リリアとジルの背中が遠ざかるのを確認すると、周りで彼らに視線を向けていた数人が口々に話し始めた。

「ええ。噂どおり仲睦まじいご様子だったわね」

「3か月ほど前からお付き合いを始めたんでしょう?」

「ええ。何でも、あるパーティーに参加していた時に、ジル様が声をかけたんだとか。一目惚れって噂よね?」

「そう聞いているわ」

「でも…身分が違いすぎない?公爵家と子爵家でしょう?」

「確かにね。ドーリア家が経済的に裕福って言うならまだしも」

「あそこは…ね?貴族なのに、リリアさんのご両親って庶民と同じように働いてお給料をもらっているんでしょう?侍女も1人しかいないって聞いたわ」

「うちのお父様もドーリア家の当主は変わり者だとおっしゃっていたわ」

 リリアの生まれたドーリア家は子爵という爵位を持ちながらも庶民の様な生活をしていた。財政面の余裕はなく、昔から勤めている執事1人、侍女1人のみが働いている状況が続いている。

 そもそもドーリア家の当主、ガードに貴族としての自覚はあまりなく、その妻のフレアにとっても同じだった。

 ドーリア家の爵位は先祖代々のものではない。ガードの父、つまりリリアの祖父が行った善行を王家が認め、与えられたものだった。そのためガードは18歳を迎えるまで庶民として生きてきたのである。
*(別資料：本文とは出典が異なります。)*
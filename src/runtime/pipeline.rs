//! Per-request pipeline: access log, dispatch, render.

use std::sync::Arc;
use std::time::Instant;

use crate::dispatch::{Dispatcher, Outcome};
use crate::error::UnhandledError;
use crate::http::render::{ResponseEnvelope, ResponseRenderer};
use crate::http::request::Request;
use crate::observability::{metrics, AccessLogger};
use crate::routing::Router;

/// Everything one request passes through.
#[derive(Debug, Clone)]
pub struct Pipeline {
    router: Arc<Router>,
    dispatcher: Dispatcher,
    renderer: ResponseRenderer,
    logger: AccessLogger,
}

impl Pipeline {
    pub fn new(router: Arc<Router>, dispatcher: Dispatcher, renderer: ResponseRenderer, logger: AccessLogger) -> Self {
        Self {
            router,
            dispatcher,
            renderer,
            logger,
        }
    }

    pub fn router(&self) -> &Router {
        &self.router
    }

    /// Dispatch `request` and log its outcome exactly once.
    pub async fn process(&self, request: Request) -> Outcome {
        let started = Instant::now();
        let request = Arc::new(request);
        let log = self.logger.start(&request);

        let outcome = self.dispatcher.dispatch(&self.router, request.clone()).await;

        log.finish(&outcome);
        metrics::record_request(request.method().as_str(), outcome.status().as_u16(), outcome.kind(), started);
        outcome
    }

    /// Process and render a single request. Unhandled failures are returned
    /// as errors, already logged.
    pub async fn respond(&self, request: Request) -> Result<ResponseEnvelope, UnhandledError> {
        let correlation_id = request.correlation_id().to_string();
        let response = self.process(request).await.into_response()?;
        Ok(self.renderer.render(response, &correlation_id))
    }
}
 どうしても爵位が欲しいと望んでいたわけではないドーリア家にとって、急に与えられた爵位への感情は「困惑」だった。どうすればいいのかわからない中で、守らなければならない領民ができた。ただ、それだけだった。

 爵位が与えられたからと言って、急に貴族として振る舞えるはずもなく、そんな生活を求めていた訳でもないドーリア家が選んだ道は、今までどおりに汗水流して働き、領民を守るということだった。
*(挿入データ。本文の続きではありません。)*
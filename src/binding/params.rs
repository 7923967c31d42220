//! Per-route parameter descriptors, declared at registration time.

/// Semantic type of a body-bound parameter.
#[derive(Debug, Clone, Copy, PartialEq, Eq)]
pub enum ParamType {
    Text,
    Integer,
    Float,
    Boolean,
    /// Any JSON value, passed through untouched.
    Json,
}

/// What a parameter receives.
#[derive(Debug, Clone, Copy, PartialEq, Eq)]
pub enum ParamKind {
    /// The current request.
    Request,
    /// The mutable default response.
    Response,
    /// A top-level key of the JSON body.
    Value(ParamType),
}

/// A declared handler parameter.
#[derive(Debug, Clone, PartialEq, Eq)]
pub struct Param {
    name: String,
    kind: ParamKind,
    required: bool,
}

impl Param {
    fn with_kind(name: impl Into<String>, kind: ParamKind) -> Self {
        Self {
            name: name.into(),
            kind,
            required: true,
        }
    }

    pub fn request(name: impl Into<String>) -> Self {
        Self::with_kind(name, ParamKind::Request)
    }

    pub fn response(name: impl Into<String>) -> Self {
        Self::with_kind(name, ParamKind::Response)
    }

    pub fn value(name: impl Into<String>, ty: ParamType) -> Self {
        Self::with_kind(name, ParamKind::Value(ty))
    }

    pub fn text(name: impl Into<String>) -> Self {
        Self::value(name, ParamType::Text)
    }

    pub fn integer(name: impl Into<String>) -> Self {
        Self::value(name, ParamType::Integer)
    }

    pub fn float(name: impl Into<String>) -> Self {
        Self::value(name, ParamType::Float)
    }

    pub fn boolean(name: impl Into<String>) -> Self {
        Self::value(name, ParamType::Boolean)
    }

    pub fn json(name: impl Into<String>) -> Self {
        Self::value(name, ParamType::Json)
    }

    /// Missing values bind as `null` instead of failing.
    pub fn optional(mut self) -> Self {
        self.required = false;
        self
    }

    pub fn name(&self) -> &str {
        &self.name
    }

    pub fn kind(&self) -> ParamKind {
        self.kind
    }

    pub fn is_required(&self) -> bool {
        self.required
    }
}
 そして、ドーリア家の領民の感覚としても、ドーリア家は統治する領主というよりは領民のリーダー的存在であった。そしてそれでいいと思っていた。そしてそれは、現当主のガードとその妻フレアも同じように思っていることだった。フレアはガードの幼馴染みであり、庶民だった。彼女にも貴族としての自覚は同じようにない。

 だからこそ変わり者と言われようともガードは庶民と一緒に汗を流し、野菜を作る。そして、妻のフレアは裁縫し、小物や服を売ってお金を稼いでいた。
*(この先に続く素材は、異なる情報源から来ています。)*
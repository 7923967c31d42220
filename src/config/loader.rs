//! Configuration loading from disk and environment.

use std::fs;
use std::path::Path;

use thiserror::Error;

use crate::config::schema::RuntimeConfig;
use crate::config::validation::{validate_config, ValidationError};

/// Error type for configuration loading.
#[derive(Debug, Error)]
pub enum ConfigError {
    #[error("IO error: {0}")]
    Io(#[from] std::io::Error),

    #[error("Parse error: {0}")]
    Parse(#[from] toml::de::Error),

    #[error("Invalid value for {name}: '{value}' is not a whole number of seconds")]
    Env { name: &'static str, value: String },

    #[error("Validation failed: {}", join(.0))]
    Validation(Vec<ValidationError>),
}

fn join(errors: &[ValidationError]) -> String {
    errors
        .iter()
        .map(ToString::to_string)
        .collect::<Vec<_>>()
        .join(", ")
}

/// Load configuration from an optional TOML file, apply environment
/// overrides, then validate.
pub fn load_config(path: Option<&Path>) -> Result<RuntimeConfig, ConfigError> {
    let config = match path {
        Some(path) => {
            let content = fs::read_to_string(path)?;
            toml::from_str(&content)?
        }
        None => RuntimeConfig::default(),
    };

    let config = apply_env_overrides(config, |name| std::env::var(name).ok())?;
    validate_config(&config).map_err(ConfigError::Validation)?;

    Ok(config)
}

/// Apply `FUNCTION_TIMEOUT`, `CONNECTION_TIMEOUT` and `READ_TIMEOUT`.
pub fn apply_env_overrides<F>(mut config: RuntimeConfig, lookup: F) -> Result<RuntimeConfig, ConfigError>
where
    F: Fn(&str) -> Option<String>,
{
    let settings = &mut config.settings;
    for (name, slot) in [
        ("FUNCTION_TIMEOUT", &mut settings.function_timeout_secs),
        ("CONNECTION_TIMEOUT", &mut settings.connection_timeout_secs),
        ("READ_TIMEOUT", &mut settings.read_timeout_secs),
    ] {
        if let Some(value) = lookup(name) {
            let parsed: Option<u64> = value.trim().parse().ok();
            *slot = parsed.ok_or(ConfigError::Env { name, value })?;
        }
    }
    Ok(config)
}
//! Request model.
//!
//! # Responsibilities
//! - Hold one logical request produced by the event adapter
//! - Normalize header names to lowercase
//! - Resolve the correlation id (header, host-supplied id, or a fresh UUID)
//!
//! # Design Decisions
//! - Read-only after construction; shared as `Arc<Request>`
//! - Body JSON is parsed lazily, at most once

use std::collections::HashMap;
use std::sync::OnceLock;

use axum::http::Method;
use serde_json::Value;
use uuid::Uuid;

/// Header carrying the correlation id.
pub const X_REQUEST_ID: &str = "x-request-id";

/// A single logical request.
#[derive(Debug)]
pub struct Request {
    method: Method,
    path: String,
    headers: HashMap<String, String>,
    body: Option<Vec<u8>>,
    correlation_id: String,
    json: OnceLock<Option<Value>>,
}

impl Request {
    /// Start building a request.
    pub fn builder(method: Method, path: impl Into<String>) -> RequestBuilder {
        RequestBuilder {
            method,
            path: path.into(),
            headers: HashMap::new(),
            body: None,
            fallback_id: None,
        }
    }

    pub fn method(&self) -> &Method {
        &self.method
    }

    pub fn path(&self) -> &str {
        &self.path
    }

    /// Headers, keyed by lowercase name.
    pub fn headers(&self) -> &HashMap<String, String> {
        &self.headers
    }

    /// Look up a header by case-insensitive name.
    pub fn header(&self, name: &str) -> Option<&str> {
        self.headers.get(&name.to_ascii_lowercase()).map(String::as_str)
    }

    /// Raw body bytes, decoded from base64 when the host flagged them binary.
    pub fn body(&self) -> Option<&[u8]> {
        self.body.as_deref()
    }

    pub fn correlation_id(&self) -> &str {
        &self.correlation_id
    }

    pub fn user_agent(&self) -> Option<&str> {
        self.header("user-agent")
    }

    /// Body parsed as JSON. `None` when there is no body or it is not JSON.
    pub fn json(&self) -> Option<&Value> {
        self.json
            .get_or_init(|| self.body.as_deref().and_then(|b| serde_json::from_slice(b).ok()))
            .as_ref()
    }
}

/// Builder for [`Request`].
#[derive(Debug)]
pub struct RequestBuilder {
    method: Method,
    path: String,
    headers: HashMap<String, String>,
    body: Option<Vec<u8>>,
    fallback_id: Option<String>,
}

impl RequestBuilder {
    pub fn header(mut self, name: impl AsRef<str>, value: impl Into<String>) -> Self {
        self.headers.insert(name.as_ref().to_ascii_lowercase(), value.into());
        self
    }

    pub fn headers<I, K, V>(mut self, headers: I) -> Self
    where
        I: IntoIterator<Item = (K, V)>,
        K: AsRef<str>,
        V: Into<String>,
    {
        for (name, value) in headers {
            self = self.header(name, value);
        }
        self
    }

    pub fn body(mut self, body: impl Into<Vec<u8>>) -> Self {
        self.body = Some(body.into());
        self
    }

    /// Correlation id used when the request carries no `x-request-id` header.
    pub fn fallback_correlation_id(mut self, id: impl Into<String>) -> Self {
        self.fallback_id = Some(id.into());
        self
    }

    pub fn build(mut self) -> Request {
        let correlation_id = match self.headers.get(X_REQUEST_ID) {
            Some(id) if !id.is_empty() => id.clone(),
            _ => {
                let id = self
                    .fallback_id
                    .filter(|id| !id.is_empty())
                    .unwrap_or_else(|| Uuid::new_v4().to_string());
                self.headers.insert(X_REQUEST_ID.to_string(), id.clone());
                id
            }
        };

        Request {
            method: self.method,
            path: self.path,
            headers: self.headers,
            body: self.body,
            correlation_id,
            json: OnceLock::new(),
        }
    }
}

#[cfg(test)]
mod tests {
    use super::*;

    #[test]
    fn test_headers_are_lowercased() {
        let req = Request::builder(Method::GET, "/")
            .header("User-Agent", "curl/8")
            .header("X-Custom", "1")
            .build();

        assert_eq!(req.headers().get("user-agent").map(String::as_str), Some("curl/8"));
        assert_eq!(req.header("X-CUSTOM"), Some("1"));
        assert_eq!(req.user_agent(), Some("curl/8"));
    }

    #[test]
    fn test_correlation_id_resolution() {
        let from_header = Request::builder(Method::GET, "/")
            .header("X-Request-Id", "abc")
            .fallback_correlation_id("host-id")
            .build();
        assert_eq!(from_header.correlation_id(), "abc");

        let from_host = Request::builder(Method::GET, "/")
            .fallback_correlation_id("host-id")
            .build();
        assert_eq!(from_host.correlation_id(), "host-id");
        assert_eq!(from_host.header(X_REQUEST_ID), Some("host-id"));

        let generated = Request::builder(Method::GET, "/").build();
        assert!(Uuid::parse_str(generated.correlation_id()).is_ok());
    }

    #[test]
    fn test_json_body() {
        let req = Request::builder(Method::POST, "/")
            .body(br#"{"item_id":"foo"}"#.to_vec())
            .build();
        assert_eq!(req.json().and_then(|v| v.get("item_id")), Some(&Value::from("foo")));

        let not_json = Request::builder(Method::POST, "/").body(b"plain".to_vec()).build();
        assert!(not_json.json().is_none());
        assert_eq!(not_json.body(), Some(&b"plain"[..]));
    }
}
//! Access logging.
//!
//! # Responsibilities
//! - Build one [`LogEntry`] per processed request or batch record
//! - Hand entries to a pluggable [`LogSink`]
//!
//! # Design Decisions
//! - Emission is tied to an RAII guard: finishing it logs the outcome,
//!   dropping it unfinished logs a critical 500. Either way, exactly once
//! - Unhandled failures are logged here before they propagate

use std::fmt::Debug;
use std::sync::{Arc, Mutex};
use std::time::Instant;

use serde::Serialize;
use serde_json::Value;

use crate::dispatch::Outcome;
use crate::http::request::Request;

/// Severity of an access log entry.
#[derive(Debug, Clone, Copy, PartialEq, Eq, PartialOrd, Ord, Serialize)]
#[serde(rename_all = "lowercase")]
pub enum LogLevel {
    Info,
    Warning,
    Error,
    Critical,
}

impl LogLevel {
    /// Level for a plain status code.
    pub fn for_status(status: u16) -> Self {
        match status {
            0..=399 => LogLevel::Info,
            400..=499 => LogLevel::Warning,
            _ => LogLevel::Error,
        }
    }

    pub fn as_str(&self) -> &'static str {
        match self {
            LogLevel::Info => "info",
            LogLevel::Warning => "warning",
            LogLevel::Error => "error",
            LogLevel::Critical => "critical",
        }
    }
}

/// One structured access log record.
#[derive(Debug, Clone, PartialEq, Serialize)]
pub struct LogEntry {
    pub level: LogLevel,
    pub method: String,
    pub path: String,
    pub id: String,
    /// Seconds.
    pub execution_time: f64,
    pub status_code: u16,
    #[serde(skip_serializing_if = "Option::is_none")]
    pub error_detail: Option<Value>,
    pub server_id: String,
    #[serde(skip_serializing_if = "Option::is_none")]
    pub user_agent: Option<String>,
}

/// Destination for access log entries.
pub trait LogSink: Send + Sync + Debug {
    fn emit(&self, entry: &LogEntry);
}

/// Emits entries as `tracing` events on the `access` target.
#[derive(Debug, Clone, Copy, Default)]
pub struct TracingSink;

impl LogSink for TracingSink {
    fn emit(&self, entry: &LogEntry) {
        let error_detail = entry.error_detail.as_ref().map(|detail| match detail {
            Value::String(s) => s.clone(),
            other => other.to_string(),
        });

        macro_rules! access {
            ($macro:ident) => {
                tracing::$macro!(
                    target: "access",
                    log_level = entry.level.as_str(),
                    method = %entry.method,
                    path = %entry.path,
                    id = %entry.id,
                    execution_time = entry.execution_time,
                    status_code = entry.status_code,
                    error_detail = error_detail.as_deref(),
                    server_id = %entry.server_id,
                    user_agent = entry.user_agent.as_deref(),
                )
            };
        }

        match entry.level {
            LogLevel::Info => access!(info),
            LogLevel::Warning => access!(warn),
            LogLevel::Error | LogLevel::Critical => access!(error),
        }
    }
}

/// Keeps entries in memory.
#[derive(Debug, Clone, Default)]
pub struct MemorySink {
    entries: Arc<Mutex<Vec<LogEntry>>>,
}

impl MemorySink {
    pub fn new() -> Self {
        Self::default()
    }

    pub fn entries(&self) -> Vec<LogEntry> {
        self.entries.lock().map(|e| e.clone()).unwrap_or_else(|p| p.into_inner().clone())
    }

    pub fn len(&self) -> usize {
        self.entries().len()
    }

    pub fn is_empty(&self) -> bool {
        self.len() == 0
    }
}

impl LogSink for MemorySink {
    fn emit(&self, entry: &LogEntry) {
        let mut entries = self.entries.lock().unwrap_or_else(|p| p.into_inner());
        entries.push(entry.clone());
    }
}

/// Creates access log guards bound to one sink and server id.
#[derive(Debug, Clone)]
pub struct AccessLogger {
    sink: Arc<dyn LogSink>,
    server_id: Arc<str>,
}

impl AccessLogger {
    pub fn new(sink: Arc<dyn LogSink>, server_id: impl Into<Arc<str>>) -> Self {
        Self {
            sink,
            server_id: server_id.into(),
        }
    }

    pub fn server_id(&self) -> &str {
        &self.server_id
    }

    /// Start timing `request`.
    pub fn start(&self, request: &Request) -> AccessLog {
        AccessLog {
            sink: self.sink.clone(),
            server_id: self.server_id.clone(),
            method: request.method().to_string(),
            path: request.path().to_string(),
            id: request.correlation_id().to_string(),
            user_agent: request.user_agent().map(str::to_string),
            started: Instant::now(),
            done: false,
        }
    }
}

/// Guard for one logical request. Emits exactly one entry.
#[derive(Debug)]
pub struct AccessLog {
    sink: Arc<dyn LogSink>,
    server_id: Arc<str>,
    method: String,
    path: String,
    id: String,
    user_agent: Option<String>,
    started: Instant,
    done: bool,
}

impl AccessLog {
    /// Log the outcome and consume the guard.
    pub fn finish(mut self, outcome: &Outcome) -> LogEntry {
        let entry = self.entry(outcome.level(), outcome.status().as_u16(), outcome.error_detail());
        self.emit(&entry);
        entry
    }

    fn entry(&self, level: LogLevel, status_code: u16, error_detail: Option<Value>) -> LogEntry {
        LogEntry {
            level,
            method: self.method.clone(),
            path: self.path.clone(),
            id: self.id.clone(),
            execution_time: self.started.elapsed().as_secs_f64(),
            status_code,
            error_detail,
            server_id: self.server_id.to_string(),
            user_agent: self.user_agent.clone(),
        }
    }

    fn emit(&mut self, entry: &LogEntry) {
        self.done = true;
        self.sink.emit(entry);
    }
}

impl Drop for AccessLog {
    fn drop(&mut self) {
        if !self.done {
            let detail = if std::thread::panicking() {
                "request aborted by panic"
            } else {
                "request dropped before completion"
            };
            let entry = self.entry(LogLevel::Critical, 500, Some(Value::from(detail)));
            self.emit(&entry);
        }
    }
}

#[cfg(test)]
mod tests {
    use super::*;
    use crate::http::response::Response;
    use axum::http::{Method, StatusCode};
    use serde_json::json;

    fn logger(sink: &MemorySink) -> AccessLogger {
        AccessLogger::new(Arc::new(sink.clone()), "server-1")
    }

    fn request() -> Request {
        Request::builder(Method::GET, "/item")
            .header("x-request-id", "req-1")
            .header("user-agent", "tests")
            .build()
    }

    #[test]
    fn test_level_for_status() {
        assert_eq!(LogLevel::for_status(204), LogLevel::Info);
        assert_eq!(LogLevel::for_status(404), LogLevel::Warning);
        assert_eq!(LogLevel::for_status(504), LogLevel::Error);
    }

    #[test]
    fn test_finish_emits_once() {
        let sink = MemorySink::new();
        let log = logger(&sink).start(&request());

        let entry = log.finish(&Outcome::Completed(Response::new(StatusCode::NO_CONTENT)));

        assert_eq!(sink.entries(), vec![entry.clone()]);
        assert_eq!(entry.level, LogLevel::Info);
        assert_eq!(entry.status_code, 204);
        assert_eq!(entry.id, "req-1");
        assert_eq!(entry.server_id, "server-1");
        assert_eq!(entry.user_agent.as_deref(), Some("tests"));
    }

    #[test]
    fn test_drop_without_finish_emits_critical() {
        let sink = MemorySink::new();
        drop(logger(&sink).start(&request()));

        let entries = sink.entries();
        assert_eq!(entries.len(), 1);
        assert_eq!(entries[0].level, LogLevel::Critical);
        assert_eq!(entries[0].status_code, 500);
    }

    #[test]
    fn test_entry_serialization_skips_absent_fields() {
        let sink = MemorySink::new();
        let entry = logger(&sink)
            .start(&Request::builder(Method::POST, "/x").header("x-request-id", "a").build())
            .finish(&Outcome::RouteNotFound);

        let value = serde_json::to_value(&entry).unwrap();
        assert_eq!(value["level"], json!("warning"));
        assert_eq!(value["status_code"], json!(404));
        assert!(value.get("error_detail").is_none());
        assert!(value.get("user_agent").is_none());
    }
}
//! Local HTTP runner.
//!
//! # Responsibilities
//! - Serve the application over real HTTP for local development
//! - Translate each HTTP request into a single-request invocation
//! - Translate the rendered envelope back into an HTTP response
//!
//! # Design Decisions
//! - Every path goes to one fallback handler; routing stays in the App
//! - Middleware from tower-http: tracing, request id, body limit
//! - Unhandled errors become a bare 500 with no detail

use std::sync::Arc;

use axum::{
    body::{to_bytes, Body},
    extract::{Request as HttpRequest, State},
    http::{HeaderName, HeaderValue, StatusCode},
    response::{IntoResponse, Response as HttpResponse},
    Router,
};
use tokio::net::TcpListener;
use tower_http::{
    limit::RequestBodyLimitLayer,
    request_id::{MakeRequestUuid, PropagateRequestIdLayer, SetRequestIdLayer},
    trace::TraceLayer,
};

use crate::config::ServerConfig;
use crate::http::render::ResponseEnvelope;
use crate::http::request::Request;
use crate::lifecycle::Shutdown;
use crate::runtime::App;

/// HTTP front end for an [`App`].
pub struct HttpServer {
    router: Router,
    app: Arc<App>,
}

impl HttpServer {
    pub fn new(app: Arc<App>, config: &ServerConfig) -> Self {
        let router = Self::build_router(app.clone(), config);
        Self { router, app }
    }

    /// Build the Axum router with all middleware layers.
    fn build_router(app: Arc<App>, config: &ServerConfig) -> Router {
        Router::new()
            .fallback(invoke_handler)
            .with_state(app)
            .layer(RequestBodyLimitLayer::new(config.max_body_bytes))
            .layer(PropagateRequestIdLayer::x_request_id())
            .layer(TraceLayer::new_for_http())
            .layer(SetRequestIdLayer::x_request_id(MakeRequestUuid))
    }

    /// The router, for in-process use.
    pub fn router(&self) -> Router {
        self.router.clone()
    }

    /// Serve until `shutdown` triggers.
    pub async fn run(self, listener: TcpListener, shutdown: Shutdown) -> Result<(), std::io::Error> {
        let addr = listener.local_addr()?;
        tracing::info!(
            address = %addr,
            server_id = %self.app.server_id(),
            "HTTP server starting"
        );

        let mut stop = shutdown.subscribe();
        axum::serve(listener, self.router)
            .with_graceful_shutdown(async move {
                let _ = stop.recv().await;
            })
            .await?;

        tracing::info!("HTTP server stopped");
        Ok(())
    }
}

async fn invoke_handler(State(app): State<Arc<App>>, request: HttpRequest) -> HttpResponse {
    let (parts, body) = request.into_parts();

    // The body limit layer caps the stream; exceeding it surfaces here.
    let body = match to_bytes(body, usize::MAX).await {
        Ok(body) => body,
        Err(e) => {
            tracing::warn!(error = %e, "Failed to read request body");
            return StatusCode::PAYLOAD_TOO_LARGE.into_response();
        }
    };

    let headers = parts
        .headers
        .iter()
        .filter_map(|(name, value)| value.to_str().ok().map(|value| (name.as_str().to_string(), value.to_string())));

    let mut builder = Request::builder(parts.method, parts.uri.path()).headers(headers);
    if !body.is_empty() {
        builder = builder.body(body.to_vec());
    }

    match app.respond(builder.build()).await {
        Ok(envelope) => into_http(envelope),
        Err(error) => {
            tracing::error!(error = %error.report(), "Unhandled error");
            StatusCode::INTERNAL_SERVER_ERROR.into_response()
        }
    }
}

fn into_http(envelope: ResponseEnvelope) -> HttpResponse {
    let body = match envelope.decoded_body() {
        Ok(body) => body,
        Err(e) => {
            tracing::error!(error = %e, "Rendered body is not valid base64");
            return StatusCode::INTERNAL_SERVER_ERROR.into_response();
        }
    };

    let status = StatusCode::from_u16(envelope.status_code).unwrap_or(StatusCode::INTERNAL_SERVER_ERROR);
    let mut response = (status, Body::from(body)).into_response();

    let headers = response.headers_mut();
    for (name, value) in &envelope.headers {
        match (HeaderName::try_from(name.as_str()), HeaderValue::try_from(value.as_str())) {
            (Ok(name), Ok(value)) => {
                headers.insert(name, value);
            }
            _ => tracing::warn!(header = %name, "Dropping invalid response header"),
        }
    }
    response
}

#[cfg(test)]
mod tests {
    use super::*;
    use crate::error::RouteError;
    use crate::routing::Route;
    use base64::{engine::general_purpose::STANDARD, Engine as _};
    use std::collections::BTreeMap;

    #[test]
    fn test_binary_envelope_is_decoded() {
        let envelope = ResponseEnvelope {
            status_code: 200,
            headers: BTreeMap::from([("content-type".to_string(), "application/octet-stream".to_string())]),
            body: STANDARD.encode([1u8, 2, 3]),
            is_binary: true,
        };
        let response = into_http(envelope);
        assert_eq!(response.status(), StatusCode::OK);
        assert_eq!(response.headers()["content-type"], "application/octet-stream");
    }

    #[tokio::test]
    async fn test_router_builds() {
        let app = App::builder()
            .route(Route::get("/ping", |_args| async { Ok::<_, RouteError>(()) }))
            .unwrap()
            .build();
        let server = HttpServer::new(Arc::new(app), &ServerConfig::default());
        let _ = server.router();
    }
}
 ガードやフレアの行いは、他の貴族からは白い目で見られるものだ。それでも毎日家族と過ごし、領民と過ごしている彼らは幸せで、周りの目など気にしていない。

「貴族らしくないと有名よね?」

「…でも、それでもいいとジル様は公言されているんでしょう?『好きだから一緒にいる、身分なんて関係ない』って」

「それは……素敵ね」

「ええ、私にもそんな風に言ってくれる人が現れたらいいのに」

 噂話をしていた彼女たちはどこかうっとりとした表情を浮かべた。小声で言えば聞こえないだろう、と当人たちが思っていても内緒話とは案外響くものである。

 馬車に乗る間際、リリアがそっと振り返り口角を上げたのに気づいた者はいなかった。


◇◇◇


 馬車の中に入り腰掛けた。隣ではなく、向かい合う形で座る。リリアはひと目ジルを見たが、すぐに外に視線を向けた。

「計画は順調のようですね」

 どこか鋭い声。先ほどまでその顔に浮かんでいた微笑みはどこかに消えている。そんなリリアにジルは小さく苦笑を浮かべた。

「ああ、これも君のおかげだ」

「そうですか」

「それにしても君がこんなに演技が上手なんて思わなかったよ」

「私にも隠された才能があってよかったですわ」

 ジルを見るリリアは片頬だけ持ち上げる。

「そんな風に卑下するのはよくないよ」

 ジルの声はどこか優しい。

「あら?それをジル様がおっしゃるのですか?」

「…」

「貧乏な家に生まれ、お金に困っている哀れな子爵令嬢だからこそ私を共犯者に仕立て上げた貴方が言うお言葉ではありませんわね」

 リリアの皮肉めいた言葉に、ジルは小さく笑うだけに留めた。そんな表情もこの美男子にはよくお似合いで、だからこそ小さなため息が漏れる。

「ため息をつくと幸せが逃げるって聞いたことがあるよ」

「…」

 また同じような言葉を口にしそうになって、繰り返すだけだと口を閉ざす。ジルから視線を外し、外を見た。通り過ぎていく景色を見ながら、ジルの計画に乗ることとなった3月前のことをリリアは思い出していた。


◆◆◆


 少しだけ強い風が吹いていた日だった。空を見上げれば、三日月が綺麗に輝いていた。

 多くの貴族が参加する夜会に、リリアは子爵家の長女として参加していた。父のガードと母のフレアは「行きたくなければ行かなくていい」と言ってくれたが、貴族の娘である以上そんな訳にもいかない。まだ若く、周りの目を気にするリリアは両親の言葉に首を横に振り、出席することを決めたのだった。

 貧しいドーリア家に夜会のためのドレスを新調するお金はない。そのためリリアは母親フレアのお古の水色のドレスを着て参加した。今のデザインとは違い肩幅が広く、スカートの型も古いものだった。それでも裁縫が得意なフレアがリメイクしてくれたドレスは、リリアのお気に入りだった。

 長い黒髪に高すぎない身長。顔は小さく、小動物のようであり、けれどどこか妖艶だった。とびきりの美女というわけではないが、惹かれる容姿である。けれどリリアの周りには誰もいなかった。理由は「変わり者のドーリア子爵」の長女だからであろう。

 リリアの仲のいい友達はみんな平民であるからこの場にはいない。貴族だけが参加する夜会では、いつもそうだ。奇異の目を遠目に向けられるだけ。その視線から避けるために、リリアはよく風にあたりにバルコニーに出ていた。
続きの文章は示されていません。